EpidemicsU.S. COVID-19 Deaths Top the 200,000 Mark

By Lisa Schnirring

Published 23 September 2020

The United States passed the grim milestone of 200,000 deaths from COVID-19 yesterday (22 September) on the first day of fall, cases are rising nationally, and more controversies and developments continue to roil the U.S. response. Currently, the U.S. fatality count from COVID-19 is at 200,477 among 6,882,969 cases that have been reported.

The United States passed the grim milestone of 200,000 deaths from COVID-19 yesterday (22 September) on the first day of fall, cases are rising nationally, and more controversies and developments continue to roil the U.S. response.

Currently, the U.S. fatality count from COVID-19 is at 200,477 among 6,882,969 cases that have been reported, according to the Johns Hopkins online dashboard.

Fatalities Outpace Earlier Projections
To mark reaching the death threshold, the COVID Memorial Project this morning finished placing 20,000 American flags around the Washington Monument. Earlier this summer, models produced for the White House coronavirus task force predicted that the U.S. death toll could reach 169,890 by Oct 1 and that deaths would drop off in July and August before rising again at the end of September and worsening through October and November.

As fatalities outpace earlier predictions, cases are also rising again, as many predicted, due to schools and colleges resuming and cooler weather drawing more people indoors for their activities. The New York Times tracker recorded at least 54,874 new cases Monday and 428 more deaths, with cases over the past week showing a 7 percent rise compared to the previous 2 weeks.

Part of the rise in cases is likely due to tens of thousands of extra cases in recent weeks as colleges and universities reopen for face-to-face instruction, the Wall Street Journal originally reported based on study to appear on the medRxiv preprint server. The team estimated that 3,200 extra cases a day in the United States wouldn’t have occurred if the schools had kept classes online.
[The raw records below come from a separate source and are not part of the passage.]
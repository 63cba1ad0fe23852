use resxkit::{
    CodeReferenceConfigItem, CodeReferenceTracker, Configuration, DefaultFileFilter, EntityIdentity,
    FileFilter, ProjectFile, ResourceContext, ResourceManager,
};
use std::fs;
use std::path::Path;
use std::sync::Arc;
use tempfile::tempdir;

fn write(root: &Path, name: &str, content: &str) -> ProjectFile {
    let path = root.join(name);
    fs::write(&path, content).unwrap();
    ProjectFile::new(path, "App", name)
}

fn manager(configuration: Configuration) -> ResourceManager {
    let filter: Arc<dyn FileFilter> = Arc::new(DefaultFileFilter::new(&configuration));
    ResourceManager::new(ResourceContext::new(configuration), filter)
}

fn resources(root: &Path) -> ProjectFile {
    write(
        root,
        "Resources.resx",
        "<root>\n  <data name=\"Hello\" xml:space=\"preserve\">\n    <value>Hello</value>\n  </data>\n</root>\n",
    )
}

fn scan(manager: &mut ResourceManager) {
    let mut tracker = CodeReferenceTracker::new();
    manager.find_code_references(&mut tracker);
    let results = tracker.wait().expect("scan finished");
    manager.apply_code_references(&results);
}

fn references(manager: &ResourceManager) -> Option<Vec<(String, usize, Vec<String>)>> {
    let entity = manager
        .entity(&EntityIdentity::new("App", "Resources", ""))
        .unwrap();
    let entry = entity.entry_by_key("Hello").unwrap();
    entry.code_references().map(|refs| {
        refs.iter()
            .map(|r| {
                (
                    r.project_file.relative_path().to_string(),
                    r.line_number,
                    r.line_segments.clone(),
                )
            })
            .collect()
    })
}

#[test]
fn test_literal_mode_finds_reference() {
    let dir = tempdir().unwrap();
    let configuration = Configuration::default()
        .with_code_references(vec![CodeReferenceConfigItem::new(".cs", "", true, "//")]);
    let mut manager = manager(configuration);
    manager.load(vec![
        resources(dir.path()),
        write(dir.path(), "Program.cs", "x = R.Hello;\n"),
    ]);

    scan(&mut manager);
    let found = references(&manager).unwrap();
    assert_eq!(found.len(), 1);
    assert_eq!(found[0].0, "Program.cs");
    assert_eq!(found[0].1, 1);
    assert_eq!(found[0].2, vec!["x = R.", "Hello", ";"]);
}

#[test]
fn test_commented_reference_is_ignored() {
    let dir = tempdir().unwrap();
    let configuration = Configuration::default()
        .with_code_references(vec![CodeReferenceConfigItem::new(".cs", "", true, "//")]);
    let mut manager = manager(configuration);
    manager.load(vec![
        resources(dir.path()),
        write(dir.path(), "Program.cs", "// x = R.Hello;\n"),
    ]);

    scan(&mut manager);
    assert_eq!(references(&manager).unwrap().len(), 0);
}

#[test]
fn test_source_with_invalid_utf8_is_still_scanned() {
    let dir = tempdir().unwrap();
    let configuration = Configuration::default()
        .with_code_references(vec![CodeReferenceConfigItem::new(".cs", "", true, "//")]);
    let mut manager = manager(configuration);
    let path = dir.path().join("Program.cs");
    fs::write(&path, b"var x = GetString(\"Hello\"); // caf\xE9\n").unwrap();
    manager.load(vec![
        resources(dir.path()),
        ProjectFile::new(path, "App", "Program.cs"),
    ]);

    scan(&mut manager);
    let found = references(&manager).unwrap();
    assert_eq!(found.len(), 1);
    assert_eq!(found[0].1, 1);
    assert_eq!(found[0].2[1], "Hello");
}

#[test]
fn test_default_patterns_match_csharp_and_xaml() {
    let dir = tempdir().unwrap();
    let mut manager = manager(Configuration::default());
    manager.load(vec![
        resources(dir.path()),
        write(
            dir.path(),
            "Program.cs",
            "class P {\n    string s = Resources.Hello;\n    string t = Hellox;\n}\n",
        ),
        write(
            dir.path(),
            "View.xaml",
            "<TextBlock Text=\"{x:Static p:Resources.Hello}\" />\n",
        ),
    ]);

    scan(&mut manager);
    let mut found = references(&manager).unwrap();
    found.sort();
    assert_eq!(found.len(), 2);
    assert_eq!((found[0].0.as_str(), found[0].1), ("Program.cs", 2));
    assert_eq!((found[1].0.as_str(), found[1].1), ("View.xaml", 1));
}

#[test]
fn test_excluded_files_are_not_scanned() {
    let dir = tempdir().unwrap();
    let mut configuration = Configuration::default()
        .with_code_references(vec![CodeReferenceConfigItem::new(".cs", "", true, "")]);
    configuration.file_exclusion_filter = Some(r"^obj/".to_string());
    let mut manager = manager(configuration);
    fs::create_dir_all(dir.path().join("obj")).unwrap();
    manager.load(vec![
        resources(dir.path()),
        write(dir.path(), "obj/Generated.cs", "Hello\n"),
    ]);

    scan(&mut manager);
    assert_eq!(references(&manager).unwrap().len(), 0);
}

#[test]
fn test_new_scan_clears_previous_results() {
    let dir = tempdir().unwrap();
    let configuration = Configuration::default()
        .with_code_references(vec![CodeReferenceConfigItem::new(".cs", "", true, "")]);
    let mut manager = manager(configuration);
    manager.load(vec![
        resources(dir.path()),
        write(dir.path(), "Program.cs", "Hello\n"),
    ]);
    scan(&mut manager);
    assert!(references(&manager).is_some());

    let mut tracker = CodeReferenceTracker::new();
    manager.find_code_references(&mut tracker);
    assert!(references(&manager).is_none());
    tracker.stop_find();
}
use resxkit::Configuration;
use resxkit::rules::{
    PUNCTUATION_LEAD, PUNCTUATION_TAIL, ResourceTableEntryRules, STRING_FORMAT, WHITE_SPACE_TAIL,
};
use std::collections::BTreeSet;

fn rules() -> ResourceTableEntryRules {
    ResourceTableEntryRules::new(&Configuration::default())
}

fn check(neutral: &str, value: &str) -> Result<(), String> {
    rules().complies_to_rules(&BTreeSet::new(), Some(neutral), &[value])
}

#[test]
fn test_punctuation_tail() {
    let error = check("Hello:", "Bonjour.").unwrap_err();
    assert!(error.contains("\":\""), "{error}");
    assert!(check("Hello:", "Bonjour:").is_ok());
    assert!(check("Hello:", "Bonjour：").is_ok());
}

#[test]
fn test_string_format_placeholders() {
    assert!(check("{0} of {1}", "{1} de {0}").is_ok());
    assert!(check("{0} of {1}", "{0}").is_err());
    assert!(check("{{literal}} {0}", "{0} {{x}}").is_ok());
    assert!(check("Hi ${name}", "Salut ${name}").is_ok());
    assert!(check("Hi ${name}", "Salut ${nom}").is_err());
}

#[test]
fn test_empty_values_always_comply() {
    assert!(check("Hello:", "").is_ok());
    assert!(rules().complies_to_rules(&BTreeSet::new(), Some(""), &["x."]).is_ok());
    assert!(rules().complies_to_rules(&BTreeSet::new(), None, &["x."]).is_ok());
}

#[test]
fn test_messages_are_collected_in_order() {
    let error = check("{0}: ", "x").unwrap_err();
    let lines: Vec<&str> = error.lines().collect();
    assert_eq!(lines.len(), 3);
    assert!(lines[0].starts_with("Placeholders"));
    assert!(lines[1].starts_with("White space at the end"));
    assert!(lines[2].starts_with("Punctuation at the end"));
}

#[test]
fn test_muted_and_disabled_rules_are_skipped() {
    let muted = BTreeSet::from([PUNCTUATION_TAIL.to_string()]);
    assert!(rules().complies_to_rules(&muted, Some("Hello:"), &["Hallo"]).is_ok());

    let configuration = Configuration::default().with_rule_enabled(STRING_FORMAT, false);
    let rules = ResourceTableEntryRules::new(&configuration);
    assert!(!rules.is_enabled(STRING_FORMAT));
    assert!(rules.is_enabled(WHITE_SPACE_TAIL));
    assert!(rules.complies_to_rules(&BTreeSet::new(), Some("{0}"), &["x"]).is_ok());
}

#[test]
fn test_leading_punctuation() {
    let error = check("...loading", "chargement").unwrap_err();
    assert!(error.contains("start"), "{error}");
    assert!(rules().rule_ids().any(|id| id == PUNCTUATION_LEAD));
}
Patterns vary across the United States, and in one promising sign, California’s COVID-19 positivity rate last week fell below 3 percent for the first time, dropping to 2.8 percent, the Los Angeles Times reported.

Political Divides Add More Bumps to Response Road
Meanwhile, several other developments laid bare the ongoing political divide over the virus and its response, and raised new questions about how federal officials are managing the crisis.

At a campaign rally in Ohio Monday, President Trump claimed without evidence that the virus poses hardly any threat to young people and that it affects “virtually nobody”, Politico reported. He acknowledged that older people and those with underlying conditions are affected.